Stored data:
=====

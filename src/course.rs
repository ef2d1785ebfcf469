/// Course data model shared by every stage of the pipeline.
///
/// All values are built once per analysis run and never mutated afterwards;
/// later stages only borrow them.

use chrono::{DateTime, Utc};
use serde::{Deserialize, Serialize};

use crate::config::ActivityType;
use crate::coordinate_validator::QualityReport;
use crate::error::Result;

#[derive(Debug, Clone, Copy, PartialEq, Serialize, Deserialize)]
pub struct Coordinate {
    pub latitude: f64,
    pub longitude: f64,
}

impl Coordinate {
    pub fn new(latitude: f64, longitude: f64) -> Self {
        Coordinate { latitude, longitude }
    }

    pub fn is_valid(&self) -> bool {
        (-90.0..=90.0).contains(&self.latitude) && (-180.0..=180.0).contains(&self.longitude)
    }
}

/// One sample of the ingested track.
#[derive(Debug, Clone, PartialEq, Serialize, Deserialize)]
pub struct GeoPoint {
    pub latitude: f64,
    pub longitude: f64,
    /// `None` when the source point carried no elevation.
    pub elevation_ft: Option<f64>,
    /// Cumulative, never decreasing.
    pub distance_miles: f64,
    /// `None` for the first point and for zero-length steps.
    pub grade_percent: Option<f64>,
    pub time: Option<DateTime<Utc>>,
}

impl GeoPoint {
    pub fn new(latitude: f64, longitude: f64, elevation_ft: Option<f64>, distance_miles: f64) -> Self {
        GeoPoint {
            latitude,
            longitude,
            elevation_ft,
            distance_miles,
            grade_percent: None,
            time: None,
        }
    }

    pub fn coordinate(&self) -> Coordinate {
        Coordinate::new(self.latitude, self.longitude)
    }
}

#[derive(Debug, Clone, PartialEq, Serialize, Deserialize)]
pub struct ClimbSegment {
    pub name: String,
    pub start_mile: f64,
    pub length_miles: f64,
    pub avg_grade: f64,
    pub max_grade: f64,
    pub elevation_gain_ft: f64,
    pub start_coord: Option<Coordinate>,
    pub end_coord: Option<Coordinate>,
    pub points: Vec<GeoPoint>,
}

impl ClimbSegment {
    /// A climb known only by its summary numbers, e.g. from a race guide.
    pub fn new(
        name: &str,
        start_mile: f64,
        length_miles: f64,
        avg_grade: f64,
        max_grade: f64,
        elevation_gain_ft: f64,
    ) -> Self {
        ClimbSegment {
            name: name.to_string(),
            start_mile,
            length_miles,
            avg_grade,
            max_grade,
            elevation_gain_ft,
            start_coord: None,
            end_coord: None,
            points: Vec::new(),
        }
    }

    pub fn end_mile(&self) -> f64 {
        self.start_mile + self.length_miles
    }
}

#[derive(Debug, Clone, Copy, PartialEq, Eq, Serialize, Deserialize)]
#[serde(rename_all = "snake_case")]
pub enum TechnicalKind {
    SteepDescent,
    /// Anything described by hand: switchbacks, narrow roads, sharp turns.
    Other,
}

const TECHNICAL_KEYWORDS: [&str; 4] = ["switchback", "technical", "narrow", "sharp"];

/// A hazardous stretch of course.
///
/// The numbers are stored alongside the human-readable description so that
/// consumers never have to parse them back out of the text.
#[derive(Debug, Clone, PartialEq, Serialize, Deserialize)]
pub struct TechnicalSection {
    pub kind: TechnicalKind,
    pub start_mile: Option<f64>,
    pub length_miles: Option<f64>,
    pub grade_percent: Option<f64>,
    pub description: String,
}

impl TechnicalSection {
    pub fn steep_descent(start_mile: f64, length_miles: f64, grade_percent: f64) -> Self {
        TechnicalSection {
            kind: TechnicalKind::SteepDescent,
            start_mile: Some(start_mile),
            length_miles: Some(length_miles),
            grade_percent: Some(grade_percent),
            description: format!(
                "Steep descent at mile {:.1} ({:.1}mi, {:.1}% grade)",
                start_mile, length_miles, grade_percent
            ),
        }
    }

    /// Build a section from free text such as `"Narrow descent at mile 45 (-12% grade)"`.
    ///
    /// The mile marker and grade are read once here, at the edge of the system.
    pub fn from_description(description: &str) -> Self {
        let (start_mile, grade_percent) = scan_description(description);
        let lower = description.to_lowercase();
        let kind = if lower.contains("steep descent") {
            TechnicalKind::SteepDescent
        } else {
            TechnicalKind::Other
        };
        TechnicalSection {
            kind,
            start_mile,
            length_miles: None,
            grade_percent,
            description: description.to_string(),
        }
    }

    pub fn is_descent(&self) -> bool {
        self.kind == TechnicalKind::SteepDescent || self.description.to_lowercase().contains("descent")
    }

    pub fn has_technical_keyword(&self) -> bool {
        let lower = self.description.to_lowercase();
        TECHNICAL_KEYWORDS.iter().any(|keyword| lower.contains(keyword))
    }
}

impl std::fmt::Display for TechnicalSection {
    fn fmt(&self, f: &mut std::fmt::Formatter<'_>) -> std::fmt::Result {
        f.write_str(&self.description)
    }
}

/// Pull "mile N" and "N%" out of a hand-written description.
fn scan_description(description: &str) -> (Option<f64>, Option<f64>) {
    let tokens: Vec<&str> = description
        .split(|c: char| c.is_whitespace() || c == '(' || c == ')' || c == ',')
        .filter(|t| !t.is_empty())
        .collect();

    let mut mile = None;
    let mut grade = None;
    for (i, token) in tokens.iter().enumerate() {
        if mile.is_none() && token.eq_ignore_ascii_case("mile") {
            mile = tokens.get(i + 1).and_then(|next| next.parse::<f64>().ok());
        }
        if grade.is_none() {
            if let Some(number) = token.strip_suffix('%') {
                grade = number.parse::<f64>().ok();
            }
        }
    }
    (mile, grade)
}

#[derive(Debug, Clone, Copy, PartialEq, Serialize, Deserialize)]
pub struct Bounds {
    pub min_lat: f64,
    pub max_lat: f64,
    pub min_lon: f64,
    pub max_lon: f64,
}

impl Bounds {
    pub fn from_points(points: &[GeoPoint]) -> Option<Self> {
        let first = points.first()?;
        let initial = Bounds {
            min_lat: first.latitude,
            max_lat: first.latitude,
            min_lon: first.longitude,
            max_lon: first.longitude,
        };
        Some(points.iter().fold(initial, |b, p| Bounds {
            min_lat: b.min_lat.min(p.latitude),
            max_lat: b.max_lat.max(p.latitude),
            min_lon: b.min_lon.min(p.longitude),
            max_lon: b.max_lon.max(p.longitude),
        }))
    }
}

/// Facts about the source track, attached to profiles built from GPS data.
#[derive(Debug, Clone, PartialEq, Serialize, Deserialize)]
pub struct GpsMetadata {
    pub source: Option<String>,
    pub total_points: usize,
    pub missing_elevation_points: usize,
    pub smoothed: bool,
    pub bounds: Option<Bounds>,
    pub quality: QualityReport,
}

impl GpsMetadata {
    pub fn data_quality_score(&self) -> f64 {
        self.quality.quality_score
    }

    pub fn large_distance_jumps(&self) -> usize {
        self.quality.large_distance_jumps
    }
}

#[derive(Debug, Clone, PartialEq, Serialize, Deserialize)]
pub struct CourseProfile {
    pub name: String,
    pub activity_type: ActivityType,
    pub activity_confidence: f64,
    pub bike_distance_miles: f64,
    pub bike_elevation_gain_ft: f64,
    pub run_distance_miles: f64,
    pub run_elevation_gain_ft: f64,
    pub swim_distance_miles: f64,
    /// Base altitude of the course.
    pub altitude_ft: f64,
    pub climbs: Vec<ClimbSegment>,
    pub technical_sections: Vec<TechnicalSection>,
    pub points: Vec<GeoPoint>,
    pub start_coord: Option<Coordinate>,
    pub finish_coord: Option<Coordinate>,
    pub metadata: Option<GpsMetadata>,
}

impl CourseProfile {
    /// A profile with the discipline fields filled in for `activity_type`.
    pub fn new(name: &str, activity_type: ActivityType, distance_miles: f64, elevation_gain_ft: f64) -> Self {
        let (bike, run) = match activity_type {
            ActivityType::Cycling => ((distance_miles, elevation_gain_ft), (0.0, 0.0)),
            ActivityType::Running => ((0.0, 0.0), (distance_miles, elevation_gain_ft)),
            ActivityType::Mixed => ((distance_miles, elevation_gain_ft), (distance_miles, elevation_gain_ft)),
        };
        CourseProfile {
            name: name.to_string(),
            activity_type,
            activity_confidence: 1.0,
            bike_distance_miles: bike.0,
            bike_elevation_gain_ft: bike.1,
            run_distance_miles: run.0,
            run_elevation_gain_ft: run.1,
            swim_distance_miles: 0.0,
            altitude_ft: 0.0,
            climbs: Vec::new(),
            technical_sections: Vec::new(),
            points: Vec::new(),
            start_coord: None,
            finish_coord: None,
            metadata: None,
        }
    }

    pub fn with_climbs(mut self, climbs: Vec<ClimbSegment>) -> Self {
        self.climbs = climbs;
        self
    }

    pub fn with_technical_sections(mut self, sections: Vec<TechnicalSection>) -> Self {
        self.technical_sections = sections;
        self
    }

    pub fn with_altitude(mut self, altitude_ft: f64) -> Self {
        self.altitude_ft = altitude_ft;
        self
    }

    pub fn with_points(mut self, points: Vec<GeoPoint>) -> Self {
        self.start_coord = points.first().map(GeoPoint::coordinate);
        self.finish_coord = points.last().map(GeoPoint::coordinate);
        self.points = points;
        self
    }

    pub fn with_metadata(mut self, metadata: GpsMetadata) -> Self {
        self.metadata = Some(metadata);
        self
    }

    /// Distance of the discipline this course describes.
    pub fn distance_miles(&self) -> f64 {
        match self.activity_type {
            ActivityType::Cycling => self.bike_distance_miles,
            ActivityType::Running => self.run_distance_miles,
            ActivityType::Mixed => self.bike_distance_miles.max(self.run_distance_miles),
        }
    }

    pub fn elevation_gain_ft(&self) -> f64 {
        match self.activity_type {
            ActivityType::Cycling => self.bike_elevation_gain_ft,
            ActivityType::Running => self.run_elevation_gain_ft,
            ActivityType::Mixed => {
                if self.bike_distance_miles >= self.run_distance_miles {
                    self.bike_elevation_gain_ft
                } else {
                    self.run_elevation_gain_ft
                }
            }
        }
    }

    pub fn to_json(&self) -> Result<String> {
        Ok(serde_json::to_string_pretty(self)?)
    }

    pub fn from_json(json: &str) -> Result<Self> {
        Ok(serde_json::from_str(json)?)
    }
}

#[cfg(test)]
mod tests {
    use super::*;

    #[test]
    fn test_steep_descent_description_format() {
        let section = TechnicalSection::steep_descent(12.34, 0.46, -9.87);
        assert_eq!(section.description, "Steep descent at mile 12.3 (0.5mi, -9.9% grade)");
        assert!(section.is_descent());
        assert!(!section.has_technical_keyword());
    }

    #[test]
    fn test_from_description_reads_numbers_once() {
        let section = TechnicalSection::from_description("Narrow descent at mile 45 (-12% grade)");
        assert_eq!(section.start_mile, Some(45.0));
        assert_eq!(section.grade_percent, Some(-12.0));
        assert!(section.is_descent());
        assert!(section.has_technical_keyword());

        let switchbacks = TechnicalSection::from_description("Technical switchbacks at mile 35");
        assert_eq!(switchbacks.start_mile, Some(35.0));
        assert_eq!(switchbacks.grade_percent, None);
        assert_eq!(switchbacks.kind, TechnicalKind::Other);
    }

    #[test]
    fn test_distance_by_activity() {
        let cycling = CourseProfile::new("Test", ActivityType::Cycling, 26.2, 5000.0);
        assert_eq!(cycling.distance_miles(), 26.2);
        assert_eq!(cycling.elevation_gain_ft(), 5000.0);
        assert_eq!(cycling.run_distance_miles, 0.0);

        let running = CourseProfile::new("Test", ActivityType::Running, 13.1, 2500.0);
        assert_eq!(running.distance_miles(), 13.1);
        assert_eq!(running.bike_distance_miles, 0.0);

        let mut mixed = CourseProfile::new("Test", ActivityType::Mixed, 112.0, 5000.0);
        mixed.run_distance_miles = 26.2;
        mixed.run_elevation_gain_ft = 2000.0;
        assert_eq!(mixed.distance_miles(), 112.0);
        assert_eq!(mixed.elevation_gain_ft(), 5000.0);
    }

    #[test]
    fn test_bounds_from_points() {
        let points = vec![
            GeoPoint::new(40.0, -74.0, Some(10.0), 0.0),
            GeoPoint::new(40.5, -74.2, None, 1.0),
            GeoPoint::new(39.9, -73.9, Some(12.0), 2.0),
        ];
        let bounds = Bounds::from_points(&points).unwrap();
        assert_eq!(bounds.min_lat, 39.9);
        assert_eq!(bounds.max_lat, 40.5);
        assert_eq!(bounds.min_lon, -74.2);
        assert_eq!(bounds.max_lon, -73.9);
        assert!(Bounds::from_points(&[]).is_none());
    }

    #[test]
    fn test_with_points_sets_endpoints() {
        let points = vec![
            GeoPoint::new(40.0, -74.0, Some(10.0), 0.0),
            GeoPoint::new(40.1, -74.1, Some(12.0), 5.0),
        ];
        let course = CourseProfile::new("Loop", ActivityType::Cycling, 5.0, 2.0).with_points(points);
        assert_eq!(course.start_coord, Some(Coordinate::new(40.0, -74.0)));
        assert_eq!(course.finish_coord, Some(Coordinate::new(40.1, -74.1)));
    }
}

=====

#### [Directions for this task]
Your task is to copy every line of the entries that contains the string "tokens".

#### [Exercise answer]
    let tokens: Vec<&str> = description
    for (i, token) in tokens.iter().enumerate() {
            mile = tokens.get(i + 1).and_then(|next| next.parse::<f64>().ok());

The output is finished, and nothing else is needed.